Every single time the name Alice Fisher appears in a potential DOJ corruption story? My spidey sense goes off.
In this particular case, with the intersection of Alice Fisher, Jack Abramoff, Robert Coughlin and the DOJ’s vaunted criminal division? That’s where it starts getting interesting:
In a filing (PDF) Sunday, the government said Robert Coughlin II, the only Justice Department official to face charges in the Abramoff probe, would not be called as a witness at trial. Coughlin is a former lawyer in the Office of Intergovernmental and Public Liaison and was deputy chief of staff in the Criminal Division under then-AAG Alice Fisher.
He was also Ring’s prized contact in Main Justice, helping the lobbyist with the Choctaw matter, among others, in return for free concert tickets, luxury seats at sporting events, meals and golf outings. Coughlin pleaded guilty to a conflict of interest charge.
But Coughlin told prosecutors during a mock cross-examination last week that he was unfairly targeted for prosecution and that “the things of value Mr. Ring gave him did not influence his official actions,” according to a government letter to Ring’s lawyers.
Now, I have no way of knowing whether Coughlin is trying to sandbag the DOJ’s case against Ring.
But it’s awfully odd for a former deputy chief of staff at DOJ’s Criminal Division to disregard the contents of his criminal plea so blatantly (PDF):
On April 22, 2008, Coughlin pleaded guilty to violating 18 U.S.C. §§ 208 and 216(a)(2). Among other things, Coughlin admitted under oath that he accepted things of value from Ring, things that Coughlin understood were paid for by Greenberg Traurig LLP (GT). Coughlin also swore to taking official actions that benefited Ring and his clients. For example, as outlined in the factual basis for his proffer,
Coughlin provided information, made recommendations, rendered advice, set up and attended meetings at DOJ and with lobbying clients, expedited DOJ action, strategized about how to reverse a previous DOJ decision about an application for a $16.3 million grant, and otherwise participated personally and substantially as a government officer, in particular matters in which [Ring] was lobbying DOJ. (Ex. 1 at 3 (specifying particular official actions).) One of those—helping to expedite review of the Eshkol Academy’s application to the INS to admit nonimmigrant students—predicated the illegal gratuity charged in Count II.
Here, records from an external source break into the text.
//! External output estimate.
//!
//! An OpenAI-compatible chat-completions endpoint is asked for a single kW
//! figure given the weather, capacity and a few recent readings.

use anyhow::{Context, Result};
use async_trait::async_trait;
use reqwest::Client;
use serde::{Deserialize, Serialize};
use std::fmt::Write as _;
use std::time::Duration;
use tracing::debug;

use crate::config::PredictorConfig;
use crate::domain::{HistoricalObservation, WeatherSnapshot};

/// Number of recent readings included in a request.
pub const HISTORY_IN_PROMPT: usize = 5;

#[async_trait]
pub trait InferenceProvider: Send + Sync {
    /// Estimated output in kW.
    async fn estimate_kw(&self, request: &InferenceRequest) -> Result<f64>;
}

#[derive(Debug, Clone, Serialize)]
pub struct InferenceRequest {
    pub weather: WeatherSnapshot,
    pub capacity_kw: f64,
    /// Most recent first.
    pub history: Vec<HistoricalObservation>,
}

impl InferenceRequest {
    /// `history` is most recent first; only the newest few are kept.
    pub fn new(weather: WeatherSnapshot, capacity_kw: f64, history: &[HistoricalObservation]) -> Self {
        Self {
            weather,
            capacity_kw,
            history: history.iter().take(HISTORY_IN_PROMPT).copied().collect(),
        }
    }

    pub fn prompt(&self) -> String {
        let w = &self.weather;
        let radiation = w
            .solar_irradiance_wm2
            .map(|r| format!("{r}"))
            .unwrap_or_else(|| "estimated".to_string());

        let mut prompt = format!(
            "You are an expert solar power prediction model. Based on the following weather \
             conditions and solar panel capacity, predict the power output in kW.\n\n\
             Weather Conditions:\n\
             - Temperature: {}°C\n\
             - Humidity: {}%\n\
             - Cloud Cover: {}%\n\
             - Wind Speed: {} m/s\n\
             - UV Index: {}\n\
             - Visibility: {} km\n\
             - Solar Radiation: {} W/m²\n\n\
             Solar Panel Capacity: {} kW\n",
            w.temperature_c,
            w.humidity_percent,
            w.cloud_cover_percent,
            w.wind_speed_ms,
            w.uv_index,
            w.visibility_km,
            radiation,
            self.capacity_kw,
        );

        if !self.history.is_empty() {
            prompt.push_str("\nRecent observations (most recent first):\n");
            for (i, obs) in self.history.iter().enumerate() {
                let weather = serde_json::to_string(&obs.weather).unwrap_or_default();
                let _ = writeln!(prompt, "{}. Weather: {} -> Actual Output: {} kW", i + 1, weather, obs.actual_kw);
            }
        }

        prompt.push_str(
            "\nConsider these factors:\n\
             1. Optimal panel temperature is around 25°C, efficiency drops ~0.4% per degree above\n\
             2. Cloud cover directly reduces solar irradiance\n\
             3. High humidity can reduce efficiency\n\
             4. Wind helps cool panels, improving efficiency\n\
             5. UV index correlates with solar energy potential\n\n\
             Respond with ONLY a number representing the predicted power output in kW. No explanation needed.\n",
        );
        prompt
    }
}

/// Reads the leading kW figure out of a model reply, so `"512 kW"` gives 512.
/// Replies that do not start with a number count as 0.
pub fn parse_estimate(content: &str) -> f64 {
    let text = content.trim_start();
    let end = numeric_prefix_len(text.as_bytes());
    text[..end]
        .parse::<f64>()
        .ok()
        .filter(|v| v.is_finite())
        .unwrap_or(0.0)
}

/// Length of the longest `[+-]digits[.digits][e[+-]digits]` prefix.
fn numeric_prefix_len(bytes: &[u8]) -> usize {
    let digits_from = |mut i: usize| {
        while i < bytes.len() && bytes[i].is_ascii_digit() {
            i += 1;
        }
        i
    };

    let mut i = 0;
    if matches!(bytes.first(), Some(b'+' | b'-')) {
        i += 1;
    }
    let int_end = digits_from(i);
    let mut end = int_end;
    let mut has_digits = int_end > i;

    if bytes.get(end) == Some(&b'.') {
        let frac_end = digits_from(end + 1);
        if frac_end > end + 1 || has_digits {
            has_digits |= frac_end > end + 1;
            end = frac_end;
        }
    }
    if !has_digits {
        return 0;
    }

    if matches!(bytes.get(end), Some(b'e' | b'E')) {
        let mut j = end + 1;
        if matches!(bytes.get(j), Some(b'+' | b'-')) {
            j += 1;
        }
        let exp_end = digits_from(j);
        if exp_end > j {
            end = exp_end;
        }
    }
    end
}

/// Chat-completions client.
pub struct ChatCompletionsClient {
    client: Client,
    base_url: String,
    api_key: String,
    model: String,
    max_tokens: u32,
    temperature: f64,
}

impl ChatCompletionsClient {
    pub fn new(cfg: &PredictorConfig, api_key: String) -> Result<Self> {
        let client = Client::builder()
            .timeout(cfg.timeout() + Duration::from_secs(1))
            .build()
            .context("failed to build inference HTTP client")?;
        Ok(Self {
            client,
            base_url: cfg.base_url.clone(),
            api_key,
            model: cfg.model.clone(),
            max_tokens: cfg.max_tokens,
            temperature: cfg.temperature,
        })
    }
}

#[derive(Debug, Serialize)]
struct ChatRequest<'a> {
    model: &'a str,
    messages: Vec<ChatMessage>,
    max_tokens: u32,
    temperature: f64,
}

#[derive(Debug, Serialize, Deserialize)]
struct ChatMessage {
    role: String,
    #[serde(default)]
    content: Option<String>,
}

#[derive(Debug, Deserialize)]
struct ChatResponse {
    #[serde(default)]
    choices: Vec<ChatChoice>,
}

#[derive(Debug, Deserialize)]
struct ChatChoice {
    message: ChatMessage,
}

#[async_trait]
impl InferenceProvider for ChatCompletionsClient {
    async fn estimate_kw(&self, request: &InferenceRequest) -> Result<f64> {
        let url = format!("{}/chat/completions", self.base_url.trim_end_matches('/'));
        let body = ChatRequest {
            model: &self.model,
            messages: vec![ChatMessage {
                role: "user".to_string(),
                content: Some(request.prompt()),
            }],
            max_tokens: self.max_tokens,
            temperature: self.temperature,
        };

        let response = self
            .client
            .post(&url)
            .bearer_auth(&self.api_key)
            .json(&body)
            .send()
            .await
            .context("inference request failed")?;

        if !response.status().is_success() {
            anyhow::bail!("inference API error: {}", response.status());
        }

        let reply: ChatResponse = response
            .json()
            .await
            .context("failed to parse inference response")?;

        let content = reply
            .choices
            .into_iter()
            .next()
            .and_then(|c| c.message.content)
            .unwrap_or_default();

        let estimate = parse_estimate(&content);
        debug!(estimate_kw = estimate, "external estimate received");
        Ok(estimate)
    }
}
In fact, Coughlin quite pointedly admitted under oath that he “had a financial interest in the particular matters about which [Ring] and [GT] contacted him because [Ring] was providing him with a stream of things of value for and because of Coughlin’s official actions in connection with the successful lobbying efforts.” (Id. at 8.) Coughlin failed to report the things of value Ring gave him, though he was required to do so. (Id.) Coughlin also swore that when he left his position at the DOJ’s Office of Intergovernmenal and Public Liaison (OIPL) and was no longer in a position to help, “Ring abruptly curtailed buying him meals, drinks and tickets—only to reconnect as soon as . . . Coughlin returned to Main Justice.” (Id.)
Coughlin’s current whining about unfair prosecution is a bizarre deviation from what he had previously said. Under oath and as the basis for his plea of guilty, mind you.
And to do so right before trial? I smell something nasty in the works.
Where’s Alice Fisher in all of this? Especially given all of her conflicts of interest questions with Jack Abramoff, Tom DeLay, Barbara Comstock and others? Good question. Since not nearly enough of the internal decision-making on why so many others were NOT charged has yet to come out publicly.
Especially when you also add a former top aide to John Ashcroft into the mix.